Top of THE DATA

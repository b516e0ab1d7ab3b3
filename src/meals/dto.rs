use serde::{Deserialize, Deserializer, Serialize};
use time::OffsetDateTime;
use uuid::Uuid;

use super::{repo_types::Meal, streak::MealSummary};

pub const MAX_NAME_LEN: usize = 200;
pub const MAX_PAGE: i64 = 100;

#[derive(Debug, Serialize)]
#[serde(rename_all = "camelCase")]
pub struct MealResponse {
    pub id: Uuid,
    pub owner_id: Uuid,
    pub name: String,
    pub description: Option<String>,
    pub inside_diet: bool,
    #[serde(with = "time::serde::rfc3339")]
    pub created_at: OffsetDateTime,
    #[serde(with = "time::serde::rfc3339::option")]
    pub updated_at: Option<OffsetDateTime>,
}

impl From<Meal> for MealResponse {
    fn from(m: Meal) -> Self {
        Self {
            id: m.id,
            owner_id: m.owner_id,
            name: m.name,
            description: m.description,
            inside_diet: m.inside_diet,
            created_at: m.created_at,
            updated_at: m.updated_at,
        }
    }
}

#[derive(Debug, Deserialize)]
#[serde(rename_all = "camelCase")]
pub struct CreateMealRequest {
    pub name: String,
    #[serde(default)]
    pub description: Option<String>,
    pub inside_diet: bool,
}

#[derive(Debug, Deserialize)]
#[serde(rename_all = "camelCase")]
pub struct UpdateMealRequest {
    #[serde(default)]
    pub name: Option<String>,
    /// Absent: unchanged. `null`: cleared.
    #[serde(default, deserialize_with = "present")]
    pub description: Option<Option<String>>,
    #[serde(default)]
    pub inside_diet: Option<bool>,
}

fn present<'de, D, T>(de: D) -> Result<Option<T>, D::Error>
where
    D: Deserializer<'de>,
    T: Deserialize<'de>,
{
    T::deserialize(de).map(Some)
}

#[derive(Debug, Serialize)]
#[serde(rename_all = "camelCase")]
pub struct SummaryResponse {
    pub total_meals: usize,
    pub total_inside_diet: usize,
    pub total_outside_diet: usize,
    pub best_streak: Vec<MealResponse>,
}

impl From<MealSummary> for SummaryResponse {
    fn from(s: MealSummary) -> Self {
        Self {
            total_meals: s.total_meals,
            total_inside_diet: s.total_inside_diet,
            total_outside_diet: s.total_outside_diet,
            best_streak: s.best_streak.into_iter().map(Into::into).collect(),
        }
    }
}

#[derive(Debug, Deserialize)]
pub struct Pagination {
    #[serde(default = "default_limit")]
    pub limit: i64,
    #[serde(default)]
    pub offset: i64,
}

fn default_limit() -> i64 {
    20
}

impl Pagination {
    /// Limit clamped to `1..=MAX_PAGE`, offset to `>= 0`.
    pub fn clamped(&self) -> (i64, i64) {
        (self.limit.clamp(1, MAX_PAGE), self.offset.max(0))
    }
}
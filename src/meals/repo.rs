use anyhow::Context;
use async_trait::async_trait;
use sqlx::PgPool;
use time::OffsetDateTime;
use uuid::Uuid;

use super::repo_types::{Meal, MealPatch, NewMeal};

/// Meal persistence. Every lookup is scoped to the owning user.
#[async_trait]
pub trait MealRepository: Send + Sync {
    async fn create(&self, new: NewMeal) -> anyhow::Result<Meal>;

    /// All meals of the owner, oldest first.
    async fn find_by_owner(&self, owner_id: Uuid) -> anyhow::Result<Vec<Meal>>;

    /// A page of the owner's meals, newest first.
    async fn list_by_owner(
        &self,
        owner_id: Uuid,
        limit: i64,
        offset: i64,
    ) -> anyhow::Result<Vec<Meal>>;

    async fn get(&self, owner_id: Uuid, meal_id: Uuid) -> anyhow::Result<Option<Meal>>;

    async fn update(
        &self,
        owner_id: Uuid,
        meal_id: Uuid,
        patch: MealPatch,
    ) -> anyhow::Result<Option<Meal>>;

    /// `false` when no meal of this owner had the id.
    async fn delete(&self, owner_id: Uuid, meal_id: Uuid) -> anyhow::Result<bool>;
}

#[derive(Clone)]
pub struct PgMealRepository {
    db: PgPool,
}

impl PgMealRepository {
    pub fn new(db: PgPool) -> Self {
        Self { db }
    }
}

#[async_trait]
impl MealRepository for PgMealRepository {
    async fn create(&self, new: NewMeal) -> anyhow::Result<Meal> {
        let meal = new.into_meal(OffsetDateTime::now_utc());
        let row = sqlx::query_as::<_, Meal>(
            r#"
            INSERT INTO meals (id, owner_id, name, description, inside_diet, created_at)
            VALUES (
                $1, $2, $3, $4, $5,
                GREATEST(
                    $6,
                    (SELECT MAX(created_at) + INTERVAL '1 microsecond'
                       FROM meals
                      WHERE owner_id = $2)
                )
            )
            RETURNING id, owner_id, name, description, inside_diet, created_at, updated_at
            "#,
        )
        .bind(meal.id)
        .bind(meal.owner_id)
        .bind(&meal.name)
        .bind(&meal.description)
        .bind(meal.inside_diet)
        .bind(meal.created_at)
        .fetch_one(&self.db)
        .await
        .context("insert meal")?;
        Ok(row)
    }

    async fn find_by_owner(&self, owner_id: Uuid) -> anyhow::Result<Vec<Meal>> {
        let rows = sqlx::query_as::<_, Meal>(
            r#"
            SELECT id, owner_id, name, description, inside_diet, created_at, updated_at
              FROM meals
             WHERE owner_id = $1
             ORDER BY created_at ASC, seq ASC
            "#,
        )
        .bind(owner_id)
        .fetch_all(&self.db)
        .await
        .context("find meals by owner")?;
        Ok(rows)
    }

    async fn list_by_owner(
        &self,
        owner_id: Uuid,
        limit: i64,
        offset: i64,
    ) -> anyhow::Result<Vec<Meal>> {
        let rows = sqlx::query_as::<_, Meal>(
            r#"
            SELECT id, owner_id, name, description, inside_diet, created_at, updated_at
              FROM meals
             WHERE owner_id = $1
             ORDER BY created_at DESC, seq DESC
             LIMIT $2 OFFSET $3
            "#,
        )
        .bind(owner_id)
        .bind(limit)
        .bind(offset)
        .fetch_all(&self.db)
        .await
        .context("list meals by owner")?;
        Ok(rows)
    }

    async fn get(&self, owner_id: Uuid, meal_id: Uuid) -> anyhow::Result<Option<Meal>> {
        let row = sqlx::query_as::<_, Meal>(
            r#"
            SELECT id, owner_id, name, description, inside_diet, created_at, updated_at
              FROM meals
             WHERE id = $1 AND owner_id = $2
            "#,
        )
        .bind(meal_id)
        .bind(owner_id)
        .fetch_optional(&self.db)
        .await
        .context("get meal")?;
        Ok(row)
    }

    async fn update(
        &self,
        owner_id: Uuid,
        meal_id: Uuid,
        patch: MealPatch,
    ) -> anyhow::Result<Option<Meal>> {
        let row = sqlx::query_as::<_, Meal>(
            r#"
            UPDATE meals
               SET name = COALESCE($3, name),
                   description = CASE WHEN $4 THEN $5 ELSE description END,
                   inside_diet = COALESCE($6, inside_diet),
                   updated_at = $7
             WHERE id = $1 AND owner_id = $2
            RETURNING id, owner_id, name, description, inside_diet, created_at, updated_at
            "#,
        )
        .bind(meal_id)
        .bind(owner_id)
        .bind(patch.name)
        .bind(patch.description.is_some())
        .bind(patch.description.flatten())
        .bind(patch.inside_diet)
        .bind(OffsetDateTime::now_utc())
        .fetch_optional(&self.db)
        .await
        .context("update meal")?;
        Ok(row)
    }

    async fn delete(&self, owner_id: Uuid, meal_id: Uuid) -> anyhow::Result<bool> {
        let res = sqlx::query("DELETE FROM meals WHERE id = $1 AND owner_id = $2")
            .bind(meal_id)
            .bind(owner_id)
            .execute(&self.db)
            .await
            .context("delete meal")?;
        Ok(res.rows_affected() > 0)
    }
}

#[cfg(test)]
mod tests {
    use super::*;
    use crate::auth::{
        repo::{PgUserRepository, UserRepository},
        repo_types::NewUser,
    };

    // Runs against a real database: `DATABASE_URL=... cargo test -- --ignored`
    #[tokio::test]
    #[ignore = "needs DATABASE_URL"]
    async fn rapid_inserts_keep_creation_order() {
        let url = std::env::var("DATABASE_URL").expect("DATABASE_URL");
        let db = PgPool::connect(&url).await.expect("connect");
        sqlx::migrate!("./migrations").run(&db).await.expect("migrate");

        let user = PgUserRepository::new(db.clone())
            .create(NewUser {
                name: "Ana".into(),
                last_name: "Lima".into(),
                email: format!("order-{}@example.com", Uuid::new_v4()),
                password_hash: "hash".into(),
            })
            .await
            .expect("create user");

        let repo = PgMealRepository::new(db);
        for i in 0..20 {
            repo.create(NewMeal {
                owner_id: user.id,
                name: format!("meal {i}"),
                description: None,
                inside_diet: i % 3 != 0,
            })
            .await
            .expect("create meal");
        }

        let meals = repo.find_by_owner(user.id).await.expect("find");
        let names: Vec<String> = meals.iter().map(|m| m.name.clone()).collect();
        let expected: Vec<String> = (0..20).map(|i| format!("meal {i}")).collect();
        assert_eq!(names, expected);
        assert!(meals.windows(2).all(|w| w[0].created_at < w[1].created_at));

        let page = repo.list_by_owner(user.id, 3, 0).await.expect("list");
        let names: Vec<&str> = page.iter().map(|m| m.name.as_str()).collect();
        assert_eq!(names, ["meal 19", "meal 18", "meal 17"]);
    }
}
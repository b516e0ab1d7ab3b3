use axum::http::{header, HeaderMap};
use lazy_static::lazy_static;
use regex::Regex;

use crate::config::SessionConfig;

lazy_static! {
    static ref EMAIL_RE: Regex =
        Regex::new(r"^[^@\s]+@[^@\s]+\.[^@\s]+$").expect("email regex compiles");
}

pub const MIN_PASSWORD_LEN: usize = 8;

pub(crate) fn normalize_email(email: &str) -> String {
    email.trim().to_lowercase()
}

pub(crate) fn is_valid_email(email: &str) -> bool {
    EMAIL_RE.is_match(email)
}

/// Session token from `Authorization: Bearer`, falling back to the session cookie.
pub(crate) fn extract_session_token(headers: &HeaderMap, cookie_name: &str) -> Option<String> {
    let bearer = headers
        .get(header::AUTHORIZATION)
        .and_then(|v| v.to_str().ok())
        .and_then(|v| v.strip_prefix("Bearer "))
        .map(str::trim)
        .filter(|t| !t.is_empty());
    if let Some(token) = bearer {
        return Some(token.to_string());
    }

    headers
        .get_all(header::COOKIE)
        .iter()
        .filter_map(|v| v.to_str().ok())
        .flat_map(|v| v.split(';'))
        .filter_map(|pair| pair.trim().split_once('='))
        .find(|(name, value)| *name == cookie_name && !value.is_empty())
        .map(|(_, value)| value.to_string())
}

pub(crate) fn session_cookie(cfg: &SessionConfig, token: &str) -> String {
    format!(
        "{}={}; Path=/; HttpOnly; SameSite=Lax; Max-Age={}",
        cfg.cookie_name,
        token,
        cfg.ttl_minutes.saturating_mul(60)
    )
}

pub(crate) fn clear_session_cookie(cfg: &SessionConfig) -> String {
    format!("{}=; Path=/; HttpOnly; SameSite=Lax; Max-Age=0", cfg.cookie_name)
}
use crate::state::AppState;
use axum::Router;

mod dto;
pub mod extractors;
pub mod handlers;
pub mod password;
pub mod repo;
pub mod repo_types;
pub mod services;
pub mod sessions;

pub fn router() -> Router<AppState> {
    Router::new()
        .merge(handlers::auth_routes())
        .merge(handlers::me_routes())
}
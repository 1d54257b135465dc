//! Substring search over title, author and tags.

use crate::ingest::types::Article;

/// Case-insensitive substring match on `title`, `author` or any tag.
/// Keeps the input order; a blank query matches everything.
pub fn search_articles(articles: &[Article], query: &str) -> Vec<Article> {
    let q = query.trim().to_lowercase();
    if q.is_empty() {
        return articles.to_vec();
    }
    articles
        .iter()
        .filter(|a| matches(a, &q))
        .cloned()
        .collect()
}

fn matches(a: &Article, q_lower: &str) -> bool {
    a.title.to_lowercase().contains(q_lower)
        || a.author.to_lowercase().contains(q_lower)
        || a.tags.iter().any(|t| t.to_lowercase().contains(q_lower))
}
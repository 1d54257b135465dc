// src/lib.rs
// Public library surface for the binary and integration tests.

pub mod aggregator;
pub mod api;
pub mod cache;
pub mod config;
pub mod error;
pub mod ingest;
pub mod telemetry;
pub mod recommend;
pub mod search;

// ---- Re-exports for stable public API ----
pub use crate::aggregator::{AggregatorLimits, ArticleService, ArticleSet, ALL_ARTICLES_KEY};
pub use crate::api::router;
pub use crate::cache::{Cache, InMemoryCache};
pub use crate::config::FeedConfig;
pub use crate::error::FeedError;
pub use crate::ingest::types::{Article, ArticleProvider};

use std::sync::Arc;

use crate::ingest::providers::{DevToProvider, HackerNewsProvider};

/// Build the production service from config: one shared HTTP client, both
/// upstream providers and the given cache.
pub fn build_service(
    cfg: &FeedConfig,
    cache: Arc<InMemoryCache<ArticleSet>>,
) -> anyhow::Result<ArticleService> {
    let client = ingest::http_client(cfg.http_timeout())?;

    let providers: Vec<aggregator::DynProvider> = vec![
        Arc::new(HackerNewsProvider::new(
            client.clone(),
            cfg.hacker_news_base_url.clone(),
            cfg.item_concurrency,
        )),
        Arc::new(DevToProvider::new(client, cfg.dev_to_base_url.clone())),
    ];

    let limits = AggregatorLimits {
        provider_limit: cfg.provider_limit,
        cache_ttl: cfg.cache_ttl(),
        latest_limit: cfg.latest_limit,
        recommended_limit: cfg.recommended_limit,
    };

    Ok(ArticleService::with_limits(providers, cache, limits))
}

Bottom of THE DATA

Only the lines containing "title" are needed; pull them out of the listing.

//! Substring search over title, author and tags.
/// Case-insensitive substring match on `title`, `author` or any tag.
    a.title.to_lowercase().contains(q_lower)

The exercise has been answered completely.